Other ethnic groups have created small cultural pockets in Paraguay and manage to retain their language and culture. This played an important part in the story that is being done about Steven, since he was able to study the Japanese language and be discipled by a Japanese pastor and assist in the Japanese church, all in the heart of South America! Attending a bilingual church service isn't anything new to me, but attended one in Spanish and Japanese certainly was a new experience! The mix of cultures was remarkable. I had a great time watching the adorable kids play and using the few Japanese phrases I learned during our trip to Japan years ago. I never thought those would come in handy on a trip to Paraguay. Steven taught me a new word, "sugoi" which means "great" in Japanese. It's making my list of new favorite phrases. :-)

My favorite thing in Paraguay (aside from the wonderful people we met and the weather) was the handcrafts. They had so much neat stuff! And I definitely did my bit to help the Paraguayan economy by bringing home lots of souvenirs, especially the exquisite colorful lace pieces.

Handcrafted Nanduti lace. 

My new hand-tooled leather Bible cover.
Me with Steven and Cema.
Praying for Steven during his commissioning.

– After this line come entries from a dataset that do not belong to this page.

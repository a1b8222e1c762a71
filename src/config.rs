use std::env;
use std::str::FromStr;

use anyhow::{Context, Result};
use dotenvy::dotenv;

#[derive(Clone, Debug)]
pub struct Config {
    pub server_addr: String,
    pub store_path: String,

    // Logging
    pub log_dir: String,
    pub log_level: String,

    // Rate limiting
    pub rate_protected_per_min: u32,
    pub rate_write_per_min: u32,

    pub api_prefix: String,
}

impl Config {
    pub fn from_env() -> Result<Self> {
        dotenv().ok();
        Self::from_lookup(|key| env::var(key).ok())
    }

    /// Builds the config from any key lookup; unset keys take their defaults.
    pub fn from_lookup(lookup: impl Fn(&str) -> Option<String>) -> Result<Self> {
        let text = |key: &str, default: &str| lookup(key).unwrap_or_else(|| default.to_string());

        Ok(Self {
            server_addr: text("SERVER_ADDR", "127.0.0.1:8080"),
            store_path: text("STORE_PATH", "data/hrm-store.json"),

            log_dir: text("LOG_DIR", "logs"),
            log_level: text("LOG_LEVEL", "debug"),

            rate_protected_per_min: parse_var(&lookup, "RATE_PROTECTED_PER_MIN", 1000)?,
            rate_write_per_min: parse_var(&lookup, "RATE_WRITE_PER_MIN", 120)?,

            api_prefix: text("API_PREFIX", "/api"),
        })
    }
}

fn parse_var<T>(lookup: &impl Fn(&str) -> Option<String>, key: &str, default: T) -> Result<T>
where
    T: FromStr,
    T::Err: std::error::Error + Send + Sync + 'static,
{
    match lookup(key) {
        None => Ok(default),
        Some(raw) => raw
            .trim()
            .parse()
            .with_context(|| format!("{key} must be a number, got `{raw}`")),
    }
}

#[cfg(test)]
mod tests {
    use super::*;
    use std::collections::HashMap;

    fn lookup(pairs: &[(&str, &str)]) -> impl Fn(&str) -> Option<String> {
        let map: HashMap<String, String> = pairs
            .iter()
            .map(|(k, v)| (k.to_string(), v.to_string()))
            .collect();
        move |key| map.get(key).cloned()
    }

    #[test]
    fn defaults_apply_when_unset() {
        let config = Config::from_lookup(lookup(&[])).unwrap();
        assert_eq!(config.server_addr, "127.0.0.1:8080");
        assert_eq!(config.store_path, "data/hrm-store.json");
        assert_eq!(config.api_prefix, "/api");
        assert_eq!(config.rate_protected_per_min, 1000);
        assert_eq!(config.rate_write_per_min, 120);
    }

    #[test]
    fn overrides_are_read() {
        let config = Config::from_lookup(lookup(&[
            ("STORE_PATH", "/tmp/hr.json"),
            ("RATE_WRITE_PER_MIN", " 30 "),
        ]))
        .unwrap();
        assert_eq!(config.store_path, "/tmp/hr.json");
        assert_eq!(config.rate_write_per_min, 30);
    }

    #[test]
    fn bad_numbers_are_errors() {
        let err = Config::from_lookup(lookup(&[("RATE_PROTECTED_PER_MIN", "lots")])).unwrap_err();
        assert!(err.to_string().contains("RATE_PROTECTED_PER_MIN"));
    }
}
use actix_web::middleware::Next;
use actix_web::{
    Error, HttpMessage, HttpResponse,
    body::BoxBody,
    dev::{ServiceRequest, ServiceResponse},
};
use serde_json::json;

use crate::auth::session::{AuthUser, ROLE_HEADER};

/// Rejects requests without a session role and stashes the session user for
/// the handlers.
pub async fn session_middleware(
    req: ServiceRequest,
    next: Next<BoxBody>,
) -> Result<ServiceResponse<BoxBody>, Error> {
    let user = match AuthUser::from_headers(req.headers()) {
        Some(user) => user,
        None => {
            tracing::debug!(path = %req.path(), "Request without session role");
            let resp = HttpResponse::Unauthorized()
                .json(json!({"message": format!("Missing {ROLE_HEADER} header")}));
            return Ok(req.into_response(resp.map_into_boxed_body()));
        }
    };

    req.extensions_mut().insert(user);

    next.call(req).await
}
use actix_web::http::{StatusCode, header};
use actix_web::{App, test, web};
use pretty_assertions::assert_eq;
use serde_json::{Value, json};

use hrm_records::store::Store;

mod common;

use common::{ada_json, anonymous, app_routes, as_role};

#[actix_web::test]
async fn test_index_is_public() {
    let app = test::init_service(
        App::new().configure(app_routes(web::Data::new(Store::in_memory()))),
    )
    .await;

    let req = anonymous(test::TestRequest::get().uri("/")).to_request();
    let body: Value = test::call_and_read_body_json(&app, req).await;
    assert_eq!(body, json!({"status": "ok"}));
}

#[actix_web::test]
async fn test_api_requires_session_role() {
    let app = test::init_service(
        App::new().configure(app_routes(web::Data::new(Store::in_memory()))),
    )
    .await;

    let req = anonymous(test::TestRequest::get().uri("/api/employee")).to_request();
    let resp = test::call_service(&app, req).await;
    assert_eq!(resp.status(), StatusCode::UNAUTHORIZED);

    let body: Value = test::read_body_json(resp).await;
    assert_eq!(body, json!({"message": "Missing X-User-Role header"}));
}

#[actix_web::test]
async fn test_employee_approval_over_http() {
    let app = test::init_service(
        App::new().configure(app_routes(web::Data::new(Store::in_memory()))),
    )
    .await;

    // Arrange: an employee submits Ada
    let req = as_role(test::TestRequest::post().uri("/api/employee"), "employee")
        .set_json(ada_json())
        .to_request();
    let resp = test::call_service(&app, req).await;
    assert_eq!(resp.status(), StatusCode::CREATED);
    let body: Value = test::read_body_json(resp).await;
    assert_eq!(body["id"], json!("EMP1001"));
    assert_eq!(body["queued"], json!(true));
    assert_eq!(body["message"], json!("Employee submitted for approval"));

    let req = as_role(test::TestRequest::get().uri("/api/employee/pending/count"), "manager")
        .to_request();
    let body: Value = test::call_and_read_body_json(&app, req).await;
    assert_eq!(body, json!({"count": 1}));

    // Act: the employee may not approve
    let req = as_role(
        test::TestRequest::put().uri("/api/employee/pending/EMP1001/approve"),
        "employee",
    )
    .to_request();
    let resp = test::call_service(&app, req).await;
    assert_eq!(resp.status(), StatusCode::FORBIDDEN);

    // a manager can
    let req = as_role(
        test::TestRequest::put().uri("/api/employee/pending/EMP1001/approve"),
        "manager",
    )
    .set_json(json!({"comments": "Welcome aboard"}))
    .to_request();
    let resp = test::call_service(&app, req).await;
    assert_eq!(resp.status(), StatusCode::OK);
    let body: Value = test::read_body_json(resp).await;
    assert_eq!(body["message"], json!("Employee approved"));
    assert_eq!(body["employee"]["status"], json!("approved"));
    assert_eq!(body["employee"]["decidedBy"], json!("test-manager"));

    // Assert: live record is listed
    let req = as_role(test::TestRequest::get().uri("/api/employee"), "employee").to_request();
    let body: Value = test::call_and_read_body_json(&app, req).await;
    assert_eq!(body["total"], json!(1));
    assert_eq!(body["data"][0]["id"], json!("EMP1001"));
}

#[actix_web::test]
async fn test_error_statuses() {
    let app = test::init_service(
        App::new().configure(app_routes(web::Data::new(Store::in_memory()))),
    )
    .await;

    let req = as_role(test::TestRequest::get().uri("/api/employee/EMP9999"), "manager")
        .to_request();
    let resp = test::call_service(&app, req).await;
    assert_eq!(resp.status(), StatusCode::NOT_FOUND);
    let body: Value = test::read_body_json(resp).await;
    assert_eq!(body, json!({"message": "Employee EMP9999 not found"}));

    let req = as_role(test::TestRequest::post().uri("/api/employee"), "employee")
        .set_json(json!({"firstName": "Ada"}))
        .to_request();
    let resp = test::call_service(&app, req).await;
    assert_eq!(resp.status(), StatusCode::BAD_REQUEST);

    // reject, then try to approve the same record
    let req = as_role(test::TestRequest::post().uri("/api/employee"), "employee")
        .set_json(ada_json())
        .to_request();
    test::call_service(&app, req).await;
    let req = as_role(
        test::TestRequest::put().uri("/api/employee/pending/EMP1001/reject"),
        "admin",
    )
    .to_request();
    assert_eq!(test::call_service(&app, req).await.status(), StatusCode::OK);

    let req = as_role(
        test::TestRequest::put().uri("/api/employee/pending/EMP1001/approve"),
        "admin",
    )
    .to_request();
    assert_eq!(test::call_service(&app, req).await.status(), StatusCode::CONFLICT);
}

#[actix_web::test]
async fn test_leave_request_over_http() {
    let app = test::init_service(
        App::new().configure(app_routes(web::Data::new(Store::in_memory()))),
    )
    .await;

    let req = as_role(test::TestRequest::post().uri("/api/employee"), "manager")
        .set_json(ada_json())
        .to_request();
    test::call_service(&app, req).await;

    let req = as_role(test::TestRequest::post().uri("/api/leave"), "employee")
        .set_json(json!({
            "employeeId": "EMP1001",
            "startDate": "2026-03-02",
            "endDate": "2026-03-04",
            "reason": "Family visit"
        }))
        .to_request();
    let resp = test::call_service(&app, req).await;
    assert_eq!(resp.status(), StatusCode::CREATED);
    let body: Value = test::read_body_json(resp).await;
    assert_eq!(body["id"], json!("LR1001"));
    assert_eq!(body["status"], json!("PENDING"));

    let req = as_role(test::TestRequest::get().uri("/api/leave/pending"), "manager").to_request();
    let body: Value = test::call_and_read_body_json(&app, req).await;
    assert_eq!(body.as_array().map(Vec::len), Some(1));

    let req = as_role(test::TestRequest::put().uri("/api/leave/LR1001/approve"), "manager")
        .to_request();
    let resp = test::call_service(&app, req).await;
    assert_eq!(resp.status(), StatusCode::OK);
    let body: Value = test::read_body_json(resp).await;
    assert_eq!(body["request"]["status"], json!("APPROVED"));
    assert_eq!(body["notification"]["subject"], json!("Leave Request APPROVED"));

    let req = as_role(test::TestRequest::get().uri("/api/leave/current"), "employee").to_request();
    let body: Value = test::call_and_read_body_json(&app, req).await;
    assert_eq!(body[0]["id"], json!("LR1001"));
}

#[actix_web::test]
async fn test_export_returns_csv() {
    let app = test::init_service(
        App::new().configure(app_routes(web::Data::new(Store::in_memory()))),
    )
    .await;

    let req = as_role(test::TestRequest::post().uri("/api/employee"), "admin")
        .set_json(ada_json())
        .to_request();
    test::call_service(&app, req).await;

    let req = as_role(test::TestRequest::get().uri("/api/employee/export"), "employee")
        .to_request();
    assert_eq!(test::call_service(&app, req).await.status(), StatusCode::FORBIDDEN);

    let req = as_role(test::TestRequest::get().uri("/api/employee/export"), "manager")
        .to_request();
    let resp = test::call_service(&app, req).await;
    assert_eq!(resp.status(), StatusCode::OK);
    assert_eq!(
        resp.headers().get(header::CONTENT_TYPE).unwrap(),
        "text/csv"
    );
    assert!(
        resp.headers()
            .get(header::CONTENT_DISPOSITION)
            .and_then(|v| v.to_str().ok())
            .is_some_and(|v| v.contains("employees_export_"))
    );

    let body = test::read_body(resp).await;
    let text = String::from_utf8(body.to_vec()).unwrap();
    assert!(text.starts_with("id,firstName,lastName,"));
}

#[actix_web::test]
async fn test_cheque_over_http() {
    let app = test::init_service(
        App::new().configure(app_routes(web::Data::new(Store::in_memory()))),
    )
    .await;

    let req = as_role(test::TestRequest::post().uri("/api/employee"), "manager")
        .set_json(ada_json())
        .to_request();
    test::call_service(&app, req).await;

    let req = as_role(test::TestRequest::post().uri("/api/cheque"), "accountant")
        .set_json(json!({"payeeId": "EMP1001"}))
        .to_request();
    let resp = test::call_service(&app, req).await;
    assert_eq!(resp.status(), StatusCode::CREATED);
    let body: Value = test::read_body_json(resp).await;
    assert_eq!(body["cheque"]["chequeNo"], json!("CHQ1001"));
    assert_eq!(body["cheque"]["amount"], json!("50000"));

    let req = as_role(test::TestRequest::get().uri("/api/cheque"), "employee").to_request();
    assert_eq!(test::call_service(&app, req).await.status(), StatusCode::FORBIDDEN);
}

#[actix_web::test]
async fn test_pending_queue_hides_rejections_by_default() {
    let app = test::init_service(
        App::new().configure(app_routes(web::Data::new(Store::in_memory()))),
    )
    .await;

    for _ in 0..2 {
        let req = as_role(test::TestRequest::post().uri("/api/employee"), "employee")
            .set_json(ada_json())
            .to_request();
        test::call_service(&app, req).await;
    }
    let req = as_role(
        test::TestRequest::put().uri("/api/employee/pending/EMP1001/reject"),
        "manager",
    )
    .to_request();
    assert_eq!(test::call_service(&app, req).await.status(), StatusCode::OK);

    let req = as_role(test::TestRequest::get().uri("/api/employee/pending"), "manager")
        .to_request();
    let body: Value = test::call_and_read_body_json(&app, req).await;
    assert_eq!(body.as_array().map(Vec::len), Some(1));
    assert_eq!(body[0]["id"], json!("EMP1002"));
    assert_eq!(body[0]["status"], json!("pending"));

    let req = as_role(
        test::TestRequest::get().uri("/api/employee/pending?status=rejected"),
        "manager",
    )
    .to_request();
    let body: Value = test::call_and_read_body_json(&app, req).await;
    assert_eq!(body.as_array().map(Vec::len), Some(1));
    assert_eq!(body[0]["id"], json!("EMP1001"));
}
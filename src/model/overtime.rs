use chrono::{DateTime, NaiveDate, Utc};
use serde::{Deserialize, Serialize};
use serde_json::{Map, Value};

use crate::error::{AppError, AppResult};
use crate::ids::IdKind;
use crate::model::employee::Employee;
use crate::notify::MailtoLink;
use crate::store::Collection;
use crate::validation::{self, Validate};
use crate::workflow::requests::ReviewableRequest;

use super::{RequestStatus, non_blank, opt_text, text};

/// One row of the overtime sheet.
#[derive(Debug, Clone, Default, PartialEq, Eq, Serialize, Deserialize)]
#[serde(rename_all = "camelCase")]
pub struct OvertimeSlot {
    #[serde(default, deserialize_with = "text")]
    pub start_date: String,
    #[serde(default, deserialize_with = "text")]
    pub end_date: String,
    #[serde(default, deserialize_with = "text")]
    pub start_time: String,
    #[serde(default, deserialize_with = "text")]
    pub end_time: String,
}

impl OvertimeSlot {
    fn is_complete(&self) -> bool {
        validation::missing_fields(&[
            ("startDate", Some(self.start_date.as_str())),
            ("endDate", Some(self.end_date.as_str())),
            ("startTime", Some(self.start_time.as_str())),
            ("endTime", Some(self.end_time.as_str())),
        ])
        .is_empty()
    }
}

#[derive(Debug, Clone, Default, PartialEq, Serialize, Deserialize)]
#[serde(rename_all = "camelCase")]
pub struct OvertimeRequest {
    #[serde(rename = "requestNo", default)]
    pub id: String,
    #[serde(default, deserialize_with = "opt_text", skip_serializing_if = "Option::is_none")]
    pub date: Option<String>,
    #[serde(default, deserialize_with = "text")]
    pub employee_id: String,
    #[serde(default, deserialize_with = "opt_text", skip_serializing_if = "Option::is_none")]
    pub full_name: Option<String>,
    #[serde(default, deserialize_with = "opt_text", skip_serializing_if = "Option::is_none")]
    pub department: Option<String>,
    #[serde(default, deserialize_with = "opt_text", skip_serializing_if = "Option::is_none")]
    pub email: Option<String>,
    #[serde(default, deserialize_with = "text")]
    pub supervisor: String,
    #[serde(default)]
    pub overtime_details: Vec<OvertimeSlot>,

    #[serde(default)]
    pub status: RequestStatus,
    #[serde(default, skip_serializing_if = "Option::is_none")]
    pub submitted_date: Option<DateTime<Utc>>,
    #[serde(default, skip_serializing_if = "Option::is_none")]
    pub approved_date: Option<DateTime<Utc>>,
    #[serde(default, skip_serializing_if = "Option::is_none")]
    pub approved_by: Option<String>,
    #[serde(default, skip_serializing_if = "Option::is_none")]
    pub comments: Option<String>,

    #[serde(flatten)]
    pub extra: Map<String, Value>,
}

impl Validate for OvertimeRequest {
    fn validate(&self) -> AppResult<()> {
        validation::require(&[
            ("employeeId", Some(self.employee_id.as_str())),
            ("supervisor", Some(self.supervisor.as_str())),
        ])?;

        if self.overtime_details.is_empty() {
            return Err(AppError::validation(
                "At least one overtime entry is required",
            ));
        }

        for (row, slot) in self.overtime_details.iter().enumerate() {
            if !slot.is_complete() {
                return Err(AppError::validation(format!(
                    "Overtime entry {} is incomplete",
                    row + 1
                )));
            }
            let start = NaiveDate::parse_from_str(slot.start_date.trim(), "%Y-%m-%d");
            let end = NaiveDate::parse_from_str(slot.end_date.trim(), "%Y-%m-%d");
            if let (Ok(start), Ok(end)) = (start, end) {
                validation::check_date_range(start, end)?;
            }
        }

        validation::check_email("email", self.email.as_deref())
    }
}

impl ReviewableRequest for OvertimeRequest {
    const COLLECTION: Collection = Collection::OvertimeRequests;
    const ID_KIND: IdKind = IdKind::OvertimeRequest;
    const LABEL: &'static str = "Overtime request";

    fn id(&self) -> &str {
        &self.id
    }

    fn employee_id(&self) -> &str {
        &self.employee_id
    }

    fn status(&self) -> RequestStatus {
        self.status
    }

    fn submitted_at(&self) -> Option<DateTime<Utc>> {
        self.submitted_date
    }

    fn decided_at(&self) -> Option<DateTime<Utc>> {
        self.approved_date
    }

    fn open(&mut self, id: String, employee: &Employee, at: DateTime<Utc>) {
        self.id = id;
        self.date = non_blank(self.date.take()).or_else(|| Some(at.date_naive().to_string()));
        self.full_name = Some(employee.full_name());
        self.department = Some(employee.department.clone());
        self.email = non_blank(self.email.take()).or_else(|| employee.email.clone());
        self.supervisor = self.supervisor.trim().to_string();
        self.status = RequestStatus::Pending;
        self.submitted_date = Some(at);
        self.approved_date = None;
        self.approved_by = None;
        self.comments = None;
    }

    fn close(
        &mut self,
        status: RequestStatus,
        decided_by: &str,
        comments: Option<String>,
        at: DateTime<Utc>,
    ) {
        self.status = status;
        self.approved_date = Some(at);
        self.approved_by = Some(decided_by.to_string());
        self.comments = comments;
    }

    fn decision_notice(&self) -> Option<MailtoLink> {
        MailtoLink::to_address(
            self.email.as_deref(),
            format!("Overtime Request {}", self.status),
            format!(
                "Your overtime request {} has been {}.",
                self.id,
                self.status.to_string().to_lowercase()
            ),
        )
    }
}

There was lots of awesomeness that happened during the few days we were able to be with Steven and his family, but one of the most exciting things had nothing to do with the story, Paraguay, etc. Nope. On February 18th my wonderful friend Della got engaged!

When we were silly freshmen in high school talking about our future husbands and getting married and all that fun stuff, never once did I imagine that I'd be staying up until the wee hours of the night in a hotel room in Paraguay to get to talk to her on the phone and hear about the proposal all these years later. Thanks to her sweet fiancé (so weird to say that...my best friend has a fiancé...woah!) he had kept me in the loop on the planning and had even let me be involved with arranging part of the proposal day.  It kills me to be so far away during these exciting life moments and the wedding planning, etc. but I am so thrilled that I'll at least be able to travel back to the states to be Della's maid of honor. I can't wait!
As Steven would say, "Sugoi!"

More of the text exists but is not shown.